# just wanted to share a cool site



## CreepyKitty (Jul 19, 2004)

Awesome! Thanks for the link! Looks like some really good/creepy masks they got on there.


----------



## MrsMyers666 (Oct 19, 2004)

Those masks are amazing!


----------



## Empress Nightshade (Jul 6, 2004)

Kind of pricey, but yes. They are very good. I really like the "Mr. Giggles" mask. Did you get a close look at it? It even has secretions coming out of his nose! I can imagine the actor on stilts or standing on something in a corner looking down on the unsuspecting...
I think I'm talking myself into this mask.


----------



## TwistedToybox.net (Mar 21, 2005)

*Thanks !*

I found this site because Demonic Dante had posted this thread with a comment about my site and I saw where the hits were coming from. Thanks for sharing the link to my site Dante, and thanks for all of the comments on my work from everyone else.
All of these pieces are hand made collectors items made from top materials and lots of time involved to finish just one piece. I do ALL OF THIS myself in my monster shop from sculpting, making the molds, pouring the latex and final paint and hair details for everything that leaves my shop. 
Although there was one comment that my work was " kind of pricey" I do try to keep the prices affordable for the the quality that I offer compared to large mask and costume businesses. I often give out gift certificates to repeat customers and give discounts for bulk orders along with giveaways and regular promotions on my site.

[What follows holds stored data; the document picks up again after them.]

//! Roots-of-unity tables and a thread-safe cache for them.

use std::collections::HashMap;
use std::sync::Arc;

use parking_lot::Mutex;

use longarith_core::ArithError;

use crate::field::NttParams;

/// The first `n/2` powers of the principal `n`-th root of unity, `n = 2^log_len`.
///
/// With `inverse` set the table holds powers of the inverse root instead.
/// A length-1 transform needs no twiddles and gets an empty table.
pub fn roots_of_unity_half(
    params: &NttParams,
    log_len: u32,
    inverse: bool,
) -> Result<Vec<u64>, ArithError> {
    let w = params.principal_root(log_len, inverse)?;
    let half = (1usize << log_len) / 2;
    let mut table = Vec::with_capacity(half);
    let mut power = 1u64;
    for _ in 0..half {
        table.push(power);
        power = params.mul(power, w);
    }
    Ok(table)
}

/// Cache key for a roots table.
#[derive(Debug, Clone, Copy, Hash, Eq, PartialEq)]
pub struct RootKey {
    pub log_len: u32,
    pub inverse: bool,
}

/// Thread-safe cache of roots tables for one field.
///
/// When full, the cache is cleared before inserting.
pub struct RootCache {
    tables: Mutex<HashMap<RootKey, Arc<Vec<u64>>>>,
    max_entries: usize,
}

impl RootCache {
    /// Create a cache holding at most `max_entries` tables.
    #[must_use]
    pub fn new(max_entries: usize) -> Self {
        Self {
            tables: Mutex::new(HashMap::new()),
            max_entries: max_entries.max(1),
        }
    }

    pub fn get(&self, key: &RootKey) -> Option<Arc<Vec<u64>>> {
        self.tables.lock().get(key).cloned()
    }

    pub fn put(&self, key: RootKey, table: Arc<Vec<u64>>) {
        let mut tables = self.tables.lock();
        if tables.len() >= self.max_entries && !tables.contains_key(&key) {
            tables.clear();
        }
        tables.insert(key, table);
    }

    /// Fetch the table for `key`, building it from `params` on a miss.
    ///
    /// The lock is not held while a table is built; two threads missing on
    /// the same key both build it and the later insert wins.
    pub fn get_or_compute(
        &self,
        params: &NttParams,
        key: RootKey,
    ) -> Result<Arc<Vec<u64>>, ArithError> {
        if let Some(table) = self.get(&key) {
            return Ok(table);
        }
        let table = Arc::new(roots_of_unity_half(params, key.log_len, key.inverse)?);
        self.put(key, Arc::clone(&table));
        Ok(table)
    }

    #[must_use]
    pub fn len(&self) -> usize {
        self.tables.lock().len()
    }

    #[must_use]
    pub fn is_empty(&self) -> bool {
        self.tables.lock().is_empty()
    }

    pub fn clear(&self) {
        self.tables.lock().clear();
    }
}

impl Default for RootCache {
    fn default() -> Self {
        Self::new(32)
    }
}

impl std::fmt::Debug for RootCache {
    fn fmt(&self, f: &mut std::fmt::Formatter<'_>) -> std::fmt::Result {
        f.debug_struct("RootCache")
            .field("entries", &self.len())
            .field("max_entries", &self.max_entries)
            .finish()
    }
}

Empress Nightshade: Thanks for the comment on the Mr Giggles mask. If you want to go ahead and order a copy I will knock $15 off the price listed on the site and you can see the value in person. If so , please mention this thread in your email order.
thanks again for the comments,
Chris Russell
www.twistedtoybox.net


----------



## HalloweenEve (Apr 11, 2005)

Hey Chris. Its me BPK. 
I have ordered serveral masks from twisted toybox. I become obsessed with the 'Kidnapper' mask. The prices are cheap compared to the quality IMO.


----------



## Ooogiboogie (Sep 28, 2003)

I think I found the clown mask I am looking for on this site.. THANKS


----------



## Trinidee (Sep 28, 2004)

I had a great time looking at the links

I found a exorcist mask of Regan will see if my hubby will let me buy it.

I want it!!!!!!!!!!!!!!!!!!!!!!!!!!!!!!!!!!!1


----------